* **HOW TO COMPLETE THIS TASK**: In the listing below, count the lines with "optional" and report only the figure.

* **DATA RECORDS**:
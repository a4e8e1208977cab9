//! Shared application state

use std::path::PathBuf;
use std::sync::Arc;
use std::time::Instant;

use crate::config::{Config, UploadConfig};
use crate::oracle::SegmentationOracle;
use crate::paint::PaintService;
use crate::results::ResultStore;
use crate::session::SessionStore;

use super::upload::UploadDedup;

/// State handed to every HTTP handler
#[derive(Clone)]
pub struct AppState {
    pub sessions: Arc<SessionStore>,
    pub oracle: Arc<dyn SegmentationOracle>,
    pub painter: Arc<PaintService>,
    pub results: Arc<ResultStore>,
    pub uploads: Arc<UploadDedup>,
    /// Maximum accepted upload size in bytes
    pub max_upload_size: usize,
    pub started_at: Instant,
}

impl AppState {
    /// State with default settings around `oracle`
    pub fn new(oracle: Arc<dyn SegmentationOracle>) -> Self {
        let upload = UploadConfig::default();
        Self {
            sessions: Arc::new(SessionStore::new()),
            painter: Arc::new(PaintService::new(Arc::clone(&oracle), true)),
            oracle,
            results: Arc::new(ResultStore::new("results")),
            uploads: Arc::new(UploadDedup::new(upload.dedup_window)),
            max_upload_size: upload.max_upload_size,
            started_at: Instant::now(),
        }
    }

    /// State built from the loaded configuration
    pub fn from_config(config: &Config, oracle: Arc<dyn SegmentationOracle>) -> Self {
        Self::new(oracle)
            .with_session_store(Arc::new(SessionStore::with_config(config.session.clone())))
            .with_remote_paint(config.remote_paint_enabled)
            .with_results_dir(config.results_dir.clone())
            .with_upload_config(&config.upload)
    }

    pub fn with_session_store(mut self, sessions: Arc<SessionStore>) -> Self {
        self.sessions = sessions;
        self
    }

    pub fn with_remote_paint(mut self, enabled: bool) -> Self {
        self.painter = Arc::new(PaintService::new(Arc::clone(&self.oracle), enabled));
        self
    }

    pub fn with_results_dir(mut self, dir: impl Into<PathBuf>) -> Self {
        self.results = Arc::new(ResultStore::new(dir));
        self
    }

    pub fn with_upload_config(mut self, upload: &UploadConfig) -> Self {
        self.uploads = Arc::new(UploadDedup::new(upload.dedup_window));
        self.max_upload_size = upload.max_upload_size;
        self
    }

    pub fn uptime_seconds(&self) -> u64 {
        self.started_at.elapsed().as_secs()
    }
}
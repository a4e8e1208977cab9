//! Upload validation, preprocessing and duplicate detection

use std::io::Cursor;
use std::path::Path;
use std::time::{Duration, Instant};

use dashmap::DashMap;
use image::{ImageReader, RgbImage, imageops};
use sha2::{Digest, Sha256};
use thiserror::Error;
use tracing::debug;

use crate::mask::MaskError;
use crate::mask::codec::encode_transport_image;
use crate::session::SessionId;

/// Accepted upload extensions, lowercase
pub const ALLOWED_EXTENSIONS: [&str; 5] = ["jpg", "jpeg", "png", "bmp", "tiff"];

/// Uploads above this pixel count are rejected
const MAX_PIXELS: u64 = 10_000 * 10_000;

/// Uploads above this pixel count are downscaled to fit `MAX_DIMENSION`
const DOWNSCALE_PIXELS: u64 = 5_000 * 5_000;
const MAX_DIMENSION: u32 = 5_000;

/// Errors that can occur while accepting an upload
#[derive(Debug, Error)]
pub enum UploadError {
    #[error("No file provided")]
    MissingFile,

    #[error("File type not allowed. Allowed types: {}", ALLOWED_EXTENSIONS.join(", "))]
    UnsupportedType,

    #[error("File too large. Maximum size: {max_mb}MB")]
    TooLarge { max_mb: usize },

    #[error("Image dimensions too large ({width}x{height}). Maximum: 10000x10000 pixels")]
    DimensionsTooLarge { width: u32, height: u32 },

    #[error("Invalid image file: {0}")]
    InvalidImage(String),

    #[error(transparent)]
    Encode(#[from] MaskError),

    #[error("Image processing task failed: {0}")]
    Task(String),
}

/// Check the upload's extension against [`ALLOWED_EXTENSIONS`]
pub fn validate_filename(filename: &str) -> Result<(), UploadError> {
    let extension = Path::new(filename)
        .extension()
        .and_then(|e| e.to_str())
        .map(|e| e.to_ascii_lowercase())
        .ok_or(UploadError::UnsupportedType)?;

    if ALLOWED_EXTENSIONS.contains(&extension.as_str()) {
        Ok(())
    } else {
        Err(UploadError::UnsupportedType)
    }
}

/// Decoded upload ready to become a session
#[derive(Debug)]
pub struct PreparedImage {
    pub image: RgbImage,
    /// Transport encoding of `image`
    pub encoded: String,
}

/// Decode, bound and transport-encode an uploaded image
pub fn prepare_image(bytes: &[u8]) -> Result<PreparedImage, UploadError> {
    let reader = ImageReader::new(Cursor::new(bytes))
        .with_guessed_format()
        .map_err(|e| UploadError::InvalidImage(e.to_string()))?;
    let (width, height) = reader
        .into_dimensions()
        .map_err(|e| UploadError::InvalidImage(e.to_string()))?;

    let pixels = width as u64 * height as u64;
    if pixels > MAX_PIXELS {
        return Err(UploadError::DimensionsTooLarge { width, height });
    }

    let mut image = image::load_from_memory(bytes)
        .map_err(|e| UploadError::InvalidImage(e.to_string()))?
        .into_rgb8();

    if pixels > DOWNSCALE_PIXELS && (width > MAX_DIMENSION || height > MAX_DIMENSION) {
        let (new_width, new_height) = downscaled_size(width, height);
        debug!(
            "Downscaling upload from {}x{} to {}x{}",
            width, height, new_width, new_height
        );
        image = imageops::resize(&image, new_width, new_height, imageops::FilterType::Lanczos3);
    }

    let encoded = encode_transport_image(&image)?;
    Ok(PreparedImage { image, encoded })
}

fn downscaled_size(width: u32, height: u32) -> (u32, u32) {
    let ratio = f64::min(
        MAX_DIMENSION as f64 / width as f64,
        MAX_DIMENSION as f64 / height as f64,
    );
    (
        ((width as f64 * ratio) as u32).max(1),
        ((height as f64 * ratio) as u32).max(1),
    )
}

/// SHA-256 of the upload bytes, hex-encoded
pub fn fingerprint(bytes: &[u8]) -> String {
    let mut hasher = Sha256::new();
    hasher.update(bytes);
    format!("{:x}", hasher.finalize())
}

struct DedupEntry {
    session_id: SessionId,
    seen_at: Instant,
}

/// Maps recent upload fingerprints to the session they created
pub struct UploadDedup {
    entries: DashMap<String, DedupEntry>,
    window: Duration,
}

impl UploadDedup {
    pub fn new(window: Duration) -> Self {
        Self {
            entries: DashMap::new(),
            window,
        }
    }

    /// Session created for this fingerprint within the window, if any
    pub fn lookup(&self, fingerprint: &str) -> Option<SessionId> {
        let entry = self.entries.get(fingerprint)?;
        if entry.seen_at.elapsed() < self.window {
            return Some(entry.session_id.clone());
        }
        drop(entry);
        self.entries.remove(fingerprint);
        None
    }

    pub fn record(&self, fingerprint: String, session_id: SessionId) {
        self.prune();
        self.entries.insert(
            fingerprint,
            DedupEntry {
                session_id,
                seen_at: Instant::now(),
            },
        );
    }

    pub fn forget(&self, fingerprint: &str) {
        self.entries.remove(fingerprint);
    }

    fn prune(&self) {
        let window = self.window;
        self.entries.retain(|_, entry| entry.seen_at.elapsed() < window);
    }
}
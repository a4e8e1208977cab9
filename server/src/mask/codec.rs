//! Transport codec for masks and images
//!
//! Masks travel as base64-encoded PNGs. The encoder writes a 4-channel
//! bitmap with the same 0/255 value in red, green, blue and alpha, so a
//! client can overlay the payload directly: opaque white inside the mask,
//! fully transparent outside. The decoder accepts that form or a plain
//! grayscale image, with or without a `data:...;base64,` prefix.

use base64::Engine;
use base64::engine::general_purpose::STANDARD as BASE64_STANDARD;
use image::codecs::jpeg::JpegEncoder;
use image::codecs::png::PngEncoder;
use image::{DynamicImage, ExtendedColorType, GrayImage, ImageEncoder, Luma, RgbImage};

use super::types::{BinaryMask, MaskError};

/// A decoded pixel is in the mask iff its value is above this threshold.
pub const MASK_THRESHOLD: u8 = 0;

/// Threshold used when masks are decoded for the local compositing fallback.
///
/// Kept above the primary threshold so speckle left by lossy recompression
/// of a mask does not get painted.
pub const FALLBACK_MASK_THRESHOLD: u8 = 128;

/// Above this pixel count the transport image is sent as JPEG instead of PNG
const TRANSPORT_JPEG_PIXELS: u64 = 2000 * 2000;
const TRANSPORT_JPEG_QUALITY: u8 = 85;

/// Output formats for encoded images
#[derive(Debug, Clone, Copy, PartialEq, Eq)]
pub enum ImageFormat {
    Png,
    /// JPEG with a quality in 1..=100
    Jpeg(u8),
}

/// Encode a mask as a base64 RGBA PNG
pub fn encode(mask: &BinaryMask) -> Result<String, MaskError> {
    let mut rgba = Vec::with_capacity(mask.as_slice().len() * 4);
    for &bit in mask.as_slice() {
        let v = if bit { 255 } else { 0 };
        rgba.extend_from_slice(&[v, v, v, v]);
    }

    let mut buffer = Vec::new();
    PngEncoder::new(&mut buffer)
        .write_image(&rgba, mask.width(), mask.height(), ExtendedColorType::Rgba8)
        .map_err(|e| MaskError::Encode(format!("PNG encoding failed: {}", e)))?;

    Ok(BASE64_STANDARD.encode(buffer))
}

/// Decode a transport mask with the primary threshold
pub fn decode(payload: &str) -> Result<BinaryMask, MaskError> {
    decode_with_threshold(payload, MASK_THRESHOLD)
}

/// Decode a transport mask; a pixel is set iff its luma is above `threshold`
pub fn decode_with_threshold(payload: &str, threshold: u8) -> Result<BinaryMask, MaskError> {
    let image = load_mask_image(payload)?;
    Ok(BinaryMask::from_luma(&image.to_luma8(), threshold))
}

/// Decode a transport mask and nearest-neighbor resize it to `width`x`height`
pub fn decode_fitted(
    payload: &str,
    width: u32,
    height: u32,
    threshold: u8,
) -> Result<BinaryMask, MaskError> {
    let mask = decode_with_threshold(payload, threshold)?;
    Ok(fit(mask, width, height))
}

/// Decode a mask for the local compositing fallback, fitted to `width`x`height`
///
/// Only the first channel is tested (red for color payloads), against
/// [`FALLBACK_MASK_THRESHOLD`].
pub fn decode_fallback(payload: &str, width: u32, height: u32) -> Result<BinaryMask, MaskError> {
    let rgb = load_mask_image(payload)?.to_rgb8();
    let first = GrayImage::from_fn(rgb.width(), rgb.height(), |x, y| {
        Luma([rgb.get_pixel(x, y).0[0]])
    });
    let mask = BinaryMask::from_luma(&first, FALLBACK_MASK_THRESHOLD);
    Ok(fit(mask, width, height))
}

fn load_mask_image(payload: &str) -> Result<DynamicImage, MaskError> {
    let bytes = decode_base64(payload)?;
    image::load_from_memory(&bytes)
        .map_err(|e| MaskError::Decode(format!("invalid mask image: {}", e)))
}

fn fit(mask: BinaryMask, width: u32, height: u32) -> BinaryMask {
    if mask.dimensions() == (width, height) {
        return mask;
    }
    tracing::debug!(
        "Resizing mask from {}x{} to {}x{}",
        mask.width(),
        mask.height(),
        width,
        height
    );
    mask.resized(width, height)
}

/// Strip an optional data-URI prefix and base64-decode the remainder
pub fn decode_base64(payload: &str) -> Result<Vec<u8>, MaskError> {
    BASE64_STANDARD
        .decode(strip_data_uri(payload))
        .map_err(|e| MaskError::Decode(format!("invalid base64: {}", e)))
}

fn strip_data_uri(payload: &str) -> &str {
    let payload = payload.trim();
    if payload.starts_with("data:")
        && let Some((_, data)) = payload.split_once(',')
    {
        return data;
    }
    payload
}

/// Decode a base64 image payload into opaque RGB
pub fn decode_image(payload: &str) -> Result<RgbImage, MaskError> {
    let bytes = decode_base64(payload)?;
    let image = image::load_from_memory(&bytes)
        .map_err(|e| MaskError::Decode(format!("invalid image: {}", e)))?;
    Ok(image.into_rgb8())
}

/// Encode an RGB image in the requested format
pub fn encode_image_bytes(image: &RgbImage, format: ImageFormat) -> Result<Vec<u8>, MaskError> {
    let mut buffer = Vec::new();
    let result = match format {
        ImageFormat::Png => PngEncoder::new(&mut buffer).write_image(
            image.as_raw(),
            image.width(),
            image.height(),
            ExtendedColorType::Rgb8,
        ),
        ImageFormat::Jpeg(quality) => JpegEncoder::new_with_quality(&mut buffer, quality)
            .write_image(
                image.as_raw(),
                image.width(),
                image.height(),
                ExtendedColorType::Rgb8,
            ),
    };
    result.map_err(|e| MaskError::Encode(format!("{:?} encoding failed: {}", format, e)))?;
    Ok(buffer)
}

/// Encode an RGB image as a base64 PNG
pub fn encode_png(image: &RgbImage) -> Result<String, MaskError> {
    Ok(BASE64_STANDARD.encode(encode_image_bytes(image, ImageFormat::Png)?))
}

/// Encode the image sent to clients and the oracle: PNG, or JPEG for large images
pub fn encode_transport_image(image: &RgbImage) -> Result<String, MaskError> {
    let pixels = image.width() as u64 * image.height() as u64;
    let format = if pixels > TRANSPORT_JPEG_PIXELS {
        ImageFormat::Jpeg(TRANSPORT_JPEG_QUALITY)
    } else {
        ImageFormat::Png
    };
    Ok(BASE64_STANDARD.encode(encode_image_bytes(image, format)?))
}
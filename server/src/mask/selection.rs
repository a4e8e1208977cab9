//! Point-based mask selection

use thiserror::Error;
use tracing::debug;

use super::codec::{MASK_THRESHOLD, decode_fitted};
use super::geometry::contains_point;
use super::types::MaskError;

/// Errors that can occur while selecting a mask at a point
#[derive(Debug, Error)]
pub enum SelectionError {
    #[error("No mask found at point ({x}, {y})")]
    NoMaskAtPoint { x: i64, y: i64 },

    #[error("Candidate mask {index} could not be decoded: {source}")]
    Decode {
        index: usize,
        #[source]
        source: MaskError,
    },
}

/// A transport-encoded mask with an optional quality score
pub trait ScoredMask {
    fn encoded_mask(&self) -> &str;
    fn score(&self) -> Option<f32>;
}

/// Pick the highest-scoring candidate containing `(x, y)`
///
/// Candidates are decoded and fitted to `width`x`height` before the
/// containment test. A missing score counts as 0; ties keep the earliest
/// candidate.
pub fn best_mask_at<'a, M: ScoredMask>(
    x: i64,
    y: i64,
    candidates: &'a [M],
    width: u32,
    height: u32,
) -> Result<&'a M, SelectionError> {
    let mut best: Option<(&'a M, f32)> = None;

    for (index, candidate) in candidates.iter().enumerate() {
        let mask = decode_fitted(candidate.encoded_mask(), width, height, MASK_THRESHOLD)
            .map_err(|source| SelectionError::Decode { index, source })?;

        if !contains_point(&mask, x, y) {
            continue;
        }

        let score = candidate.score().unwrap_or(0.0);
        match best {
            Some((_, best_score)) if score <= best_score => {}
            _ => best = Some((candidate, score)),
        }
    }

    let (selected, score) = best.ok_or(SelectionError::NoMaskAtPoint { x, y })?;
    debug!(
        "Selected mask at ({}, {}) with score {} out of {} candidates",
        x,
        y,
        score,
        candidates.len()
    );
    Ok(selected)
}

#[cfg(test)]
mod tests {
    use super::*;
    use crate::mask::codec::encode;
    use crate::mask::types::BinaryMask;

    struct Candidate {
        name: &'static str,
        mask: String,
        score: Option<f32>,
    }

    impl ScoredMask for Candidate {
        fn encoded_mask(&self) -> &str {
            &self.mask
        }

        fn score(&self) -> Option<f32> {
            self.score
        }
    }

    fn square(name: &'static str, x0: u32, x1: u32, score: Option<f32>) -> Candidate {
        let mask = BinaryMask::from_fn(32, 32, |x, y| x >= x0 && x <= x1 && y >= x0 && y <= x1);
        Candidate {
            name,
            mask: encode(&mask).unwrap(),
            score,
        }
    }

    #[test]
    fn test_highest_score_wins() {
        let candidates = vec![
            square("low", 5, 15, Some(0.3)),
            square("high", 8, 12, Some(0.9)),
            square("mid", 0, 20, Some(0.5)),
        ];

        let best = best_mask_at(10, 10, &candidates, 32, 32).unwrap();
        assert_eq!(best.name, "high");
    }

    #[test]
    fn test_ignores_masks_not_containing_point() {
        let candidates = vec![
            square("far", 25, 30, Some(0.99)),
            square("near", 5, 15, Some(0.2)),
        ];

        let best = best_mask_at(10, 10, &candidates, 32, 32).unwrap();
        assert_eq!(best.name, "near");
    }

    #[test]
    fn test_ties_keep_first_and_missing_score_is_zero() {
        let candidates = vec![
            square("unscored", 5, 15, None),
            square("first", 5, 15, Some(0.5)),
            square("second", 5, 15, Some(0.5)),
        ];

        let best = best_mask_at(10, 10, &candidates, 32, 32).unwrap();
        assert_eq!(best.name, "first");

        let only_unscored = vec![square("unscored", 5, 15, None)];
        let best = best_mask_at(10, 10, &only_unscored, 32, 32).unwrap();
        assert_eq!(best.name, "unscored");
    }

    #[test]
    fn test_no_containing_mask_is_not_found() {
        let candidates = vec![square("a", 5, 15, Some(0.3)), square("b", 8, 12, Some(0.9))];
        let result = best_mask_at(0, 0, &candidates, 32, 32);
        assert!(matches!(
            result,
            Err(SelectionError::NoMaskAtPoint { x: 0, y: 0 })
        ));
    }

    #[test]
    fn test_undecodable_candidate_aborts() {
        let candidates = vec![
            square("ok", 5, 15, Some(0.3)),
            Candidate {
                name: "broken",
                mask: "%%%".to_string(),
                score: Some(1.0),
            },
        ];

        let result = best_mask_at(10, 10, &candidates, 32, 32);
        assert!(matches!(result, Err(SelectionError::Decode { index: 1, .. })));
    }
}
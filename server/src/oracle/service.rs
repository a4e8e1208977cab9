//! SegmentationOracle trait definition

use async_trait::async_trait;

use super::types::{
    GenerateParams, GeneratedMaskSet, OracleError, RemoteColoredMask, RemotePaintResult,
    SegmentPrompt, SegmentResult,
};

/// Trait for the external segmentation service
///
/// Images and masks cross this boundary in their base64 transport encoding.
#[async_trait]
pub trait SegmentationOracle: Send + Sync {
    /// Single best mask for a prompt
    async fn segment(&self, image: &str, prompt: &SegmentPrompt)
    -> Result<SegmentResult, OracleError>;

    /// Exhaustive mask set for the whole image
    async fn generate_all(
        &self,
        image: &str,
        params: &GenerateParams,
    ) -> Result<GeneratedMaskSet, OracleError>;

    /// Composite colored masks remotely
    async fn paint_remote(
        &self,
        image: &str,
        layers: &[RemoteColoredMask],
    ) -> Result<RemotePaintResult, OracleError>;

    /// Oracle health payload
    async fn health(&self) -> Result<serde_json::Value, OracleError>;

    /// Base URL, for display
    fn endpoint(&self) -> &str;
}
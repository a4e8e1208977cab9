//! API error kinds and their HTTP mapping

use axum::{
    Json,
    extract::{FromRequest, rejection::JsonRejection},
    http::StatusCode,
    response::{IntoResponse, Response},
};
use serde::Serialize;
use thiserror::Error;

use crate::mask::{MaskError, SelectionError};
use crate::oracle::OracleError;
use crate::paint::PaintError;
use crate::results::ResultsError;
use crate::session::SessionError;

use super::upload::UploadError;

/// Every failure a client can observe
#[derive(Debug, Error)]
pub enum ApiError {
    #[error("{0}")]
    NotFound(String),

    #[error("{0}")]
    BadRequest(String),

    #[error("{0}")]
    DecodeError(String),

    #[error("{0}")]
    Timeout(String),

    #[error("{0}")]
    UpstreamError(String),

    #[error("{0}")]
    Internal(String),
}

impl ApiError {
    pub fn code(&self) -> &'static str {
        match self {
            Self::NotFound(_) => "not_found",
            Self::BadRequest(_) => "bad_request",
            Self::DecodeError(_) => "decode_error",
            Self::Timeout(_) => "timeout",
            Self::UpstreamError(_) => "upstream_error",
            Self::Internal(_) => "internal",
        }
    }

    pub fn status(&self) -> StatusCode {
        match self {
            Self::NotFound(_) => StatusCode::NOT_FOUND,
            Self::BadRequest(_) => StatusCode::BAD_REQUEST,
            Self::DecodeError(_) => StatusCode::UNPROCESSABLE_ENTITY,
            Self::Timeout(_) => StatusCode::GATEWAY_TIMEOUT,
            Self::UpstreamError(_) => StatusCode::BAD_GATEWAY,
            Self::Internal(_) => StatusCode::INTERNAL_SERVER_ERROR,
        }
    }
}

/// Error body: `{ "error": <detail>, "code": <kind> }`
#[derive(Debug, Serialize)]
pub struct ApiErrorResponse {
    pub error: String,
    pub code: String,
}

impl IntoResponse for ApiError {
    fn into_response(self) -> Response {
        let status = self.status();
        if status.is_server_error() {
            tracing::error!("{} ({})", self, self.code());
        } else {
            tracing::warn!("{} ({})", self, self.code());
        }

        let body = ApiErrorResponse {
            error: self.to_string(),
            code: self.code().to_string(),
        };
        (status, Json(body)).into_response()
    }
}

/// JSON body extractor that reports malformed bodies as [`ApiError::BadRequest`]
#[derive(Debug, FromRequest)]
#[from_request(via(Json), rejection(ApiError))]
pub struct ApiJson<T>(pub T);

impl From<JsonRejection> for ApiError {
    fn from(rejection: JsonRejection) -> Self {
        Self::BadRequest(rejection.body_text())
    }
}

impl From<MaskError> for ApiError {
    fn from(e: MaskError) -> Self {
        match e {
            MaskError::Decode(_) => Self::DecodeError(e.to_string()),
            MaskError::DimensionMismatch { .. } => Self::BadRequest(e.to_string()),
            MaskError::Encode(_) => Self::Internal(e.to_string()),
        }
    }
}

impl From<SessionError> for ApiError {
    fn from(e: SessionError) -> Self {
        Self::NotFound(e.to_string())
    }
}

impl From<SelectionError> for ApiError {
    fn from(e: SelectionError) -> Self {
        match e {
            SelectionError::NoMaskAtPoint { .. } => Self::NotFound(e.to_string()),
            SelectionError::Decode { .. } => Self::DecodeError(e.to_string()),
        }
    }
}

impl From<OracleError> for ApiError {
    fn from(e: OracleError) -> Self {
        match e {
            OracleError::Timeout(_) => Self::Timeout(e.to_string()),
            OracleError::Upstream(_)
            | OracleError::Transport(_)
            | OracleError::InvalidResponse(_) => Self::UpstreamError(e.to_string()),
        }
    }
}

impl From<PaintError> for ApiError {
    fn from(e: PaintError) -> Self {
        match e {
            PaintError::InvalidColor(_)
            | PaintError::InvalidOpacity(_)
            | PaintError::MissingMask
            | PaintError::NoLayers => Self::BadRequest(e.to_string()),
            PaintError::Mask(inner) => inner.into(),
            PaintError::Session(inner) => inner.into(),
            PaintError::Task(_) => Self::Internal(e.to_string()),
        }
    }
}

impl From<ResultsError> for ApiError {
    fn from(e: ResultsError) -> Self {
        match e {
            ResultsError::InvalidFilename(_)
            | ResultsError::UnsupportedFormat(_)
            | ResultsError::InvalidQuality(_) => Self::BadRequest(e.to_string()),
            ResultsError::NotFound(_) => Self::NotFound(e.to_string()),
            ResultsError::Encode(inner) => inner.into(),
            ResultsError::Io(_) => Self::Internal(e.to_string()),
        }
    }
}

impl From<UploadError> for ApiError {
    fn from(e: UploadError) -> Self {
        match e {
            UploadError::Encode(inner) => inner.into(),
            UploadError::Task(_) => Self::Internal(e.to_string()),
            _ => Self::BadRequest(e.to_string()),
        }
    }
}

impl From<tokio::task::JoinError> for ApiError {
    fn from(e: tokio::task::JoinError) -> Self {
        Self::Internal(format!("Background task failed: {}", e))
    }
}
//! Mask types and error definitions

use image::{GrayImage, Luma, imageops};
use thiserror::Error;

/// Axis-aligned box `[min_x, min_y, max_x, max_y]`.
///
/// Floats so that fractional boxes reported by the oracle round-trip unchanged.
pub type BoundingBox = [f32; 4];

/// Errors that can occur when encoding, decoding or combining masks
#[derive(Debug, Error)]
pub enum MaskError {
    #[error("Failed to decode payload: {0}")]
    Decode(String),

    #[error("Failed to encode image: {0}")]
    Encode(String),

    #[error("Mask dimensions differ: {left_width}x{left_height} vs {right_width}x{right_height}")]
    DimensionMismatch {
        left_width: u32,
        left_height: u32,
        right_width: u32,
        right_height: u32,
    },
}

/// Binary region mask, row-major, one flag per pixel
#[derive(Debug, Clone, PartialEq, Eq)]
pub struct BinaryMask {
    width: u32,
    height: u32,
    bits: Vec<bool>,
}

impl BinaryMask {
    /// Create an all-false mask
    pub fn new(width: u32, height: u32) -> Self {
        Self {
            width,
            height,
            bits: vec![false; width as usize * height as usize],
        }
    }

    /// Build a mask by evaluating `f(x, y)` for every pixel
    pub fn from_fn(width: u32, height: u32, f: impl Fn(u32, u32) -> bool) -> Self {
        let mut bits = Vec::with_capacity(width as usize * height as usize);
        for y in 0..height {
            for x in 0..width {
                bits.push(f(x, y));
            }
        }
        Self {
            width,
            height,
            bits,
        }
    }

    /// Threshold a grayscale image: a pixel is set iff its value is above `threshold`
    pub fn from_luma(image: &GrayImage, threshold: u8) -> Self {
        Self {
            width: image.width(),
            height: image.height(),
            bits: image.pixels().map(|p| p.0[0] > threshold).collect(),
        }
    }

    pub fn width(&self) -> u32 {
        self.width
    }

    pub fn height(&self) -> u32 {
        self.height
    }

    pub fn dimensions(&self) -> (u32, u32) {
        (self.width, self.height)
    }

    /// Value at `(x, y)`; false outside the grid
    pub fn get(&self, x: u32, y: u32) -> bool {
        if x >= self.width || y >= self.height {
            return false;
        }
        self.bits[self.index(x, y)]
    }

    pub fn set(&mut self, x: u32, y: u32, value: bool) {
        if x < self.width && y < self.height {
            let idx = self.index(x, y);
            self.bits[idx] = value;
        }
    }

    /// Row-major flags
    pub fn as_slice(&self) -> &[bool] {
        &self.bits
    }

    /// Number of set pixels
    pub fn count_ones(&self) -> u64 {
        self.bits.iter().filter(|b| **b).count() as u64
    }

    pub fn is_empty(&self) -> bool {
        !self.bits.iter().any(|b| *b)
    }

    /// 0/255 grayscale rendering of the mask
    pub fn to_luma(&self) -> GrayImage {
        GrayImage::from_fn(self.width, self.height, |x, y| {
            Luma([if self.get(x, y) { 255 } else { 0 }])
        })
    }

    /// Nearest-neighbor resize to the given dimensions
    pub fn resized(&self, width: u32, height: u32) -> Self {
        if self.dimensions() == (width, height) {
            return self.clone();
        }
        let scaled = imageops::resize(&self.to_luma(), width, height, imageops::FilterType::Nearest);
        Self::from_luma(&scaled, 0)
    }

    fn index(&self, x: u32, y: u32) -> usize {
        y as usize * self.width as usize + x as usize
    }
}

* **SOLUTION TO THE EXERCISE**: 2